Until yesterday, the YU Beacon was a club under Stern College for Women Student Council, with an agreed budget that was put in place to be used for events, and other matters deemed beneficial to the student body of Stern College. The current economic reality has made it necessary for us to be incredibly careful with the way the funds are delegated. The money for student council clubs comes directly from the student activity fee and so it is imperative that the clubs serve the needs of the student body. We are constantly re-assessing the clubs to ensure that the students money is being spent wisely—current clubs will soon be entering into the process of reapplying for club status, and those that did not meet the requirements laid out at the beginning of the year will be reevaluated.
The piece in question was titled, “How Do I Even Begin To Explain This.” The piece was ambiguous with regard to whether it was fictional, and detailed a Stern student’s memory of what seems to be her first time having sex. As with any publication, the decision to put a piece up is entirely the editors’ own—however, as a newspaper that is funded by Student Council, there is a need for the editors to take into account the sensibilities of the student body that it serves. It is not the job of a student club to shock their audience, but rather to cater to its needs; and while the topic of sex should certainly not be taboo, the reaction of the student body highlighted the discomfort over this particular means of addressing the matter.

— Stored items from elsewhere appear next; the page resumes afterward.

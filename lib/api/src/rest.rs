use actix_cors::Cors;
use actix_multipart::Multipart;
use actix_web::error::{BlockingError, InternalError};
use actix_web::{web, App, Either, HttpResponse, HttpServer, Result as ActixResult};
use futures_util::StreamExt;
use gemprice_predict::{ImageUpload, PredictError, PredictRequest, Prediction, PredictionContext};
use serde::{Deserialize, Serialize};
use std::collections::HashMap;
use std::sync::Arc;

/// Name of the multipart part carrying the image
pub const IMAGE_FIELD: &str = "image";

const TABULAR_ERROR: &str = "There was a problem processing your tabular input. Please check your input.";
const MULTIMODAL_ERROR: &str = "Error processing multimodal prediction";

#[derive(Debug, Clone, Serialize, Deserialize)]
pub struct ServerConfig {
    pub host: String,
    pub port: u16,
    /// HTTP worker threads, actix's default when `None`
    pub workers: Option<usize>,
    /// Largest accepted image part, in bytes
    pub max_upload_bytes: usize,
}

impl Default for ServerConfig {
    fn default() -> Self {
        Self {
            host: "0.0.0.0".to_string(),
            port: 5000,
            workers: None,
            max_upload_bytes: 20 * 1024 * 1024,
        }
    }
}

#[derive(Serialize, Deserialize)]
pub struct ErrorBody {
    pub error: String,
    pub details: String,
    pub kind: String,
}

#[derive(Serialize)]
struct HealthInfo<'a> {
    status: &'static str,
    extractor: &'a gemprice_vision::ExtractorStatus,
    tabular_width: usize,
    multimodal_width: usize,
}

pub struct RestApi;

impl RestApi {
    pub async fn start(ctx: Arc<PredictionContext>, config: ServerConfig) -> std::io::Result<()> {
        tracing::info!(host = %config.host, port = config.port, "starting REST API");

        let upload_limit = config.max_upload_bytes;
        let mut server = HttpServer::new(move || {
            let cors = Cors::default()
                .allow_any_origin()
                .allow_any_method()
                .allow_any_header()
                .max_age(3600);

            App::new()
                .wrap(cors)
                .app_data(web::Data::new(ctx.clone()))
                .app_data(web::Data::new(UploadLimit(upload_limit)))
                .configure(RestApi::routes)
        });
        if let Some(workers) = config.workers {
            server = server.workers(workers);
        }

        server.bind((config.host.as_str(), config.port))?.run().await
    }

    /// Register the routes and their extractor configuration
    pub fn routes(cfg: &mut web::ServiceConfig) {
        cfg.app_data(json_config())
            .app_data(form_config())
            .route("/health", web::get().to(health))
            .route("/predict/tabular", web::post().to(predict_tabular))
            .route("/predict/multimodal", web::post().to(predict_multimodal));
    }
}

#[derive(Debug, Clone, Copy)]
pub struct UploadLimit(pub usize);

impl Default for UploadLimit {
    fn default() -> Self {
        UploadLimit(ServerConfig::default().max_upload_bytes)
    }
}

fn bad_request(details: String) -> HttpResponse {
    HttpResponse::BadRequest().json(ErrorBody {
        error: "Invalid input".to_string(),
        details,
        kind: "invalid_input".to_string(),
    })
}

fn json_config() -> web::JsonConfig {
    web::JsonConfig::default().error_handler(|err, _req| {
        let response = bad_request(err.to_string());
        InternalError::from_response(err, response).into()
    })
}

fn form_config() -> web::FormConfig {
    web::FormConfig::default().error_handler(|err, _req| {
        let response = bad_request(err.to_string());
        InternalError::from_response(err, response).into()
    })
}

fn respond(route_error: &str, result: Result<Result<Prediction, PredictError>, BlockingError>) -> HttpResponse {
    match result {
        Ok(Ok(prediction)) => HttpResponse::Ok().json(prediction),
        Ok(Err(e)) if e.is_client_error() => bad_request(e.to_string()),
        Ok(Err(e)) => HttpResponse::InternalServerError().json(ErrorBody {
            error: route_error.to_string(),
            details: e.to_string(),
            kind: e.kind().to_string(),
        }),
        Err(e) => {
            tracing::error!(error = %e, "prediction task did not complete");
            HttpResponse::InternalServerError().json(ErrorBody {
                error: route_error.to_string(),
                details: e.to_string(),
                kind: "prediction".to_string(),
            })
        }
    }
}

async fn health(ctx: web::Data<Arc<PredictionContext>>) -> ActixResult<HttpResponse> {
    Ok(HttpResponse::Ok().json(HealthInfo {
        status: if ctx.extractor().is_degraded() { "degraded" } else { "ok" },
        extractor: ctx.extractor().status(),
        tabular_width: ctx.tabular_router().output_width(),
        multimodal_width: ctx.multimodal_router().output_width(),
    }))
}

async fn predict_tabular(
    ctx: web::Data<Arc<PredictionContext>>,
    body: Either<web::Json<PredictRequest>, web::Form<PredictRequest>>,
) -> ActixResult<HttpResponse> {
    let request = match body {
        Either::Left(json) => json.into_inner(),
        Either::Right(form) => form.into_inner(),
    };

    let ctx = ctx.get_ref().clone();
    let result = web::block(move || ctx.predict_tabular(request)).await;
    Ok(respond(TABULAR_ERROR, result))
}

async fn predict_multimodal(
    ctx: web::Data<Arc<PredictionContext>>,
    limit: Option<web::Data<UploadLimit>>,
    payload: Multipart,
) -> ActixResult<HttpResponse> {
    let limit = limit.map(|l| *l.get_ref()).unwrap_or_default();
    let (fields, upload) = match read_form(payload, limit.0).await {
        Ok(parts) => parts,
        Err(details) => {
            tracing::warn!(%details, "rejected multipart body");
            return Ok(bad_request(details));
        }
    };

    let request = PredictRequest::from_fields(fields);
    let ctx = ctx.get_ref().clone();
    let result = web::block(move || ctx.predict_multimodal(request, upload)).await;
    Ok(respond(MULTIMODAL_ERROR, result))
}

/// Collect text parts and the optional image part of a multipart body
async fn read_form(
    mut payload: Multipart,
    max_upload_bytes: usize,
) -> Result<(HashMap<String, String>, Option<ImageUpload>), String> {
    let mut fields = HashMap::new();
    let mut upload = None;

    while let Some(item) = payload.next().await {
        let mut field = item.map_err(|e| format!("malformed multipart body: {}", e))?;
        let name = field.name().unwrap_or_default().to_string();
        let filename = field
            .content_disposition()
            .and_then(|cd| cd.get_filename())
            .map(str::to_string);

        let mut data = Vec::new();
        while let Some(chunk) = field.next().await {
            let chunk = chunk.map_err(|e| format!("malformed multipart body: {}", e))?;
            if data.len() + chunk.len() > max_upload_bytes {
                return Err(format!("part '{}' exceeds the {} byte limit", name, max_upload_bytes));
            }
            data.extend_from_slice(&chunk);
        }

        if name == IMAGE_FIELD {
            upload = Some(ImageUpload::new(filename.unwrap_or_default(), data));
        } else {
            let value = String::from_utf8(data).map_err(|_| format!("field '{}' is not valid UTF-8", name))?;
            fields.insert(name, value);
        }
    }

    Ok((fields, upload))
}
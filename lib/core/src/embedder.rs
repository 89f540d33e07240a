use std::path::Path;

use crate::vector::Embedding;

/// Maps an image on disk to a fixed-width embedding.
///
/// Implementations never fail: a read, decode or inference error yields a
/// zero vector of width [`ImageEmbedder::dim`] so a batch always stays
/// full-width.
pub trait ImageEmbedder: Send + Sync {
    /// Width of every embedding this embedder returns
    fn dim(&self) -> usize;

    /// Embed the image stored at `path`
    fn embed_path(&self, path: &Path) -> Embedding;

    /// Embed several images, one output per input and in order
    fn embed_paths(&self, paths: &[&Path]) -> Vec<Embedding> {
        paths.iter().map(|p| self.embed_path(p)).collect()
    }
}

As with every club under our jurisdiction, the YU Beacon was asked to submit a mission statement at the beginning of the year. They were also informed that they must hold two events per semester, in order to maintain their status as a club. The YU Beacon’s mission statement, as submitted by their editors-in-chief, was; “The YU Beacon is YU's first co-ed paper [sic], and as such we aim to provide a publication which represents the views of the entire student body. We welcome any and all views for publication on our website, and allow students to receive news as it happens, with a fortnightly issue, and breaking news articles in between.”
SCWSC meets once a week to discuss the clubs on campus, as well as other general student council affairs. The YU Beacon had come up for discussion multiple times, with questions about whether it was fulfilling its mission statement, and whether it was, in fact, meeting the needs and interests of the student body. We had discussed the fact that it does not seem to be entirely reflective of the student body, and there had been concern over what it was accomplishing for the students—and thus the question had arisen whether it was the most appropriate use of their dollars.
Any time that the student body is upset by the actions of a particular club, we – as student council – endeavor to resolve the situation in the most appropriate manner possible. The overwhelmingly negative response that we received after this particular piece was published was cause for concern. Members of student council – as well as the administration – had received multiple emails, and students had come to us personally, expressing unease over the piece.
The YU Beacon was approached in its capacity as a student-funded club, and asked whether they would be willing to come to some sort of compromise. Student Council, in a meeting with the editors-in-chief of the YU Beacon – mediated by three members of the YU administration – proposed entering into negotiations over the status of the YU Beacon. The editors-in-chief opted to give up their status as a club, thus losing their funding and their YU affiliation, rather than come to a compromise.
We wish the Beacon the best of luck with all its future articles, and look forward to reading them.